### Task to carry out
Lines from the top of the listing down to the one with "let ref_key = settings_ref_key(charm_url);", inclusive, are to be copied exactly.

### Available data

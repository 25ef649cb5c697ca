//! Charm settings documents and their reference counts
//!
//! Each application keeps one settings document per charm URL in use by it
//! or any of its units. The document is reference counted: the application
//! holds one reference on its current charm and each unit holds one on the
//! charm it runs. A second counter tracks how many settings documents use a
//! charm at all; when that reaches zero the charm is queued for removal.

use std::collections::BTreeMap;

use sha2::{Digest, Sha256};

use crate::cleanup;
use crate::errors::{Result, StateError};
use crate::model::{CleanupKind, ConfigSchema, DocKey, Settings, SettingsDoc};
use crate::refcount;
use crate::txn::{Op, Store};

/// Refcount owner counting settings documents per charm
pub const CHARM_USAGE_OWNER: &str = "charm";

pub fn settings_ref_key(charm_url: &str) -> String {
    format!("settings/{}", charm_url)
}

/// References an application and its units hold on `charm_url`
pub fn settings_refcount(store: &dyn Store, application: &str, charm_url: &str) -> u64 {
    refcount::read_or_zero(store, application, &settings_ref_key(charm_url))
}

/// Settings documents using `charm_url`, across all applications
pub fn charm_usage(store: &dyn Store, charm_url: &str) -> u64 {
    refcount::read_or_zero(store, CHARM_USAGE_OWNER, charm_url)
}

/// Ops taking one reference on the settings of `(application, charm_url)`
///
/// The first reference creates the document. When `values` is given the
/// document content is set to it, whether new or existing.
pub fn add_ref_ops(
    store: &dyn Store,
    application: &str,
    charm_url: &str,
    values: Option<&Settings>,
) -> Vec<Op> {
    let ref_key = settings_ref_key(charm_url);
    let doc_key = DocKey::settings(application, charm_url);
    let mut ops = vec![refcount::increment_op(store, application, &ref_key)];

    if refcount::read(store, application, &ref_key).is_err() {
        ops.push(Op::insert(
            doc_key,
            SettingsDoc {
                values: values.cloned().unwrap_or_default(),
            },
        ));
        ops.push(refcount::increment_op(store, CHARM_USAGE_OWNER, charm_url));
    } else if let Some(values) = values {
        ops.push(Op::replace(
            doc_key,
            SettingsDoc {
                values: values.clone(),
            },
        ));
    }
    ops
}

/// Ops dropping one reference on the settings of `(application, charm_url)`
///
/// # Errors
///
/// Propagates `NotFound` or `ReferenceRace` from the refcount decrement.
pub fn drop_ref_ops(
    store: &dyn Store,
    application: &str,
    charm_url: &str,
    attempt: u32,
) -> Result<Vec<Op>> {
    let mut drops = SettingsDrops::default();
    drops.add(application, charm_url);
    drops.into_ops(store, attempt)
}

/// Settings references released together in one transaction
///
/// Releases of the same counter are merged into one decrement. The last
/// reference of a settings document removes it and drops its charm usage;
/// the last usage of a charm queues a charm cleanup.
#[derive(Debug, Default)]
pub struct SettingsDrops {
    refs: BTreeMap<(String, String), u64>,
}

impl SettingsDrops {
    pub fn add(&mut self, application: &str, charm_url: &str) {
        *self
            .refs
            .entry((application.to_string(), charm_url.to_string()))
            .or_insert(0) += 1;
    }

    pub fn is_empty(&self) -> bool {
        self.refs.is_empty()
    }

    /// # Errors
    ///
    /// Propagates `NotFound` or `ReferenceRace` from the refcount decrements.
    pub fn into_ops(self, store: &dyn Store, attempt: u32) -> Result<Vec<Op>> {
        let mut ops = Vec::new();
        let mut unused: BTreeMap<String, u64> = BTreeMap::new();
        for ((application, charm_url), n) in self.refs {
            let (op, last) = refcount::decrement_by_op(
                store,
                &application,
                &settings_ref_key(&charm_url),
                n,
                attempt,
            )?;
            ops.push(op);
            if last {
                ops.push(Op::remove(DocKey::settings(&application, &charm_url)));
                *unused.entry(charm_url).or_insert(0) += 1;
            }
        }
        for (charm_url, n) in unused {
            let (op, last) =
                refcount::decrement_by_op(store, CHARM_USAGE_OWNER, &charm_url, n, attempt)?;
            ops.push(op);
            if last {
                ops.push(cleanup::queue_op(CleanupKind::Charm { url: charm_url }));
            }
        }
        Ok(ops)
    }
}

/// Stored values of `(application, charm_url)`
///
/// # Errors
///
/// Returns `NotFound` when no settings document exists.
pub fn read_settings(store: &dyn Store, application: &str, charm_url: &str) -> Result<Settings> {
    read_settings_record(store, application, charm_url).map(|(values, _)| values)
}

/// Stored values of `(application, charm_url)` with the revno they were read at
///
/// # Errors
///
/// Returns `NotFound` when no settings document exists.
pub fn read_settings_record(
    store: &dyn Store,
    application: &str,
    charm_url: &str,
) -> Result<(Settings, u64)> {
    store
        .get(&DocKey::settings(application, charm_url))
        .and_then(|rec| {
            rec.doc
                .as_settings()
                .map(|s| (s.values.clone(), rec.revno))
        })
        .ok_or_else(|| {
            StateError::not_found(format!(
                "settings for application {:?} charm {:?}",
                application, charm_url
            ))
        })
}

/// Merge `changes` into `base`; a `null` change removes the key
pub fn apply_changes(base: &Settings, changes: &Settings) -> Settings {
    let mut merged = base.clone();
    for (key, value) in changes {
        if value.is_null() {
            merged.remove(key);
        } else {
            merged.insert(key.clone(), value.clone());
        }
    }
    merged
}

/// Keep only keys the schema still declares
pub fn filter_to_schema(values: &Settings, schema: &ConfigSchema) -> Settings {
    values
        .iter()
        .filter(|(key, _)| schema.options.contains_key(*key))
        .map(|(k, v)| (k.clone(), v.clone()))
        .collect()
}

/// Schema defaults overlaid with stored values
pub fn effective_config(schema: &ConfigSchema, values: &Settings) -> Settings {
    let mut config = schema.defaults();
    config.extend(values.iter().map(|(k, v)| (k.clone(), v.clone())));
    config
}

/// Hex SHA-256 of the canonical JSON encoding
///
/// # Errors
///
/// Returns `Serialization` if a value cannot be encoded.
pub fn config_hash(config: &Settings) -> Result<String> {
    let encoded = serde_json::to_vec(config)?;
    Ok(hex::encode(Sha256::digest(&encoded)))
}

### Reply to the task
repository 25ef649cb5c697ca
//! Charm settings documents and their reference counts
//!
//! Each application keeps one settings document per charm URL in use by it
//! or any of its units. The document is reference counted: the application
//! holds one reference on its current charm and each unit holds one on the
//! charm it runs. A second counter tracks how many settings documents use a
//! charm at all; when that reaches zero the charm is queued for removal.

use std::collections::BTreeMap;

use sha2::{Digest, Sha256};

use crate::cleanup;
use crate::errors::{Result, StateError};
use crate::model::{CleanupKind, ConfigSchema, DocKey, Settings, SettingsDoc};
use crate::refcount;
use crate::txn::{Op, Store};

/// Refcount owner counting settings documents per charm
pub const CHARM_USAGE_OWNER: &str = "charm";

pub fn settings_ref_key(charm_url: &str) -> String {
    format!("settings/{}", charm_url)
}

/// References an application and its units hold on `charm_url`
pub fn settings_refcount(store: &dyn Store, application: &str, charm_url: &str) -> u64 {
    refcount::read_or_zero(store, application, &settings_ref_key(charm_url))
}

/// Settings documents using `charm_url`, across all applications
pub fn charm_usage(store: &dyn Store, charm_url: &str) -> u64 {
    refcount::read_or_zero(store, CHARM_USAGE_OWNER, charm_url)
}

/// Ops taking one reference on the settings of `(application, charm_url)`
///
/// The first reference creates the document. When `values` is given the
/// document content is set to it, whether new or existing.
pub fn add_ref_ops(
    store: &dyn Store,
    application: &str,
    charm_url: &str,
    values: Option<&Settings>,
) -> Vec<Op> {
    let ref_key = settings_ref_key(charm_url);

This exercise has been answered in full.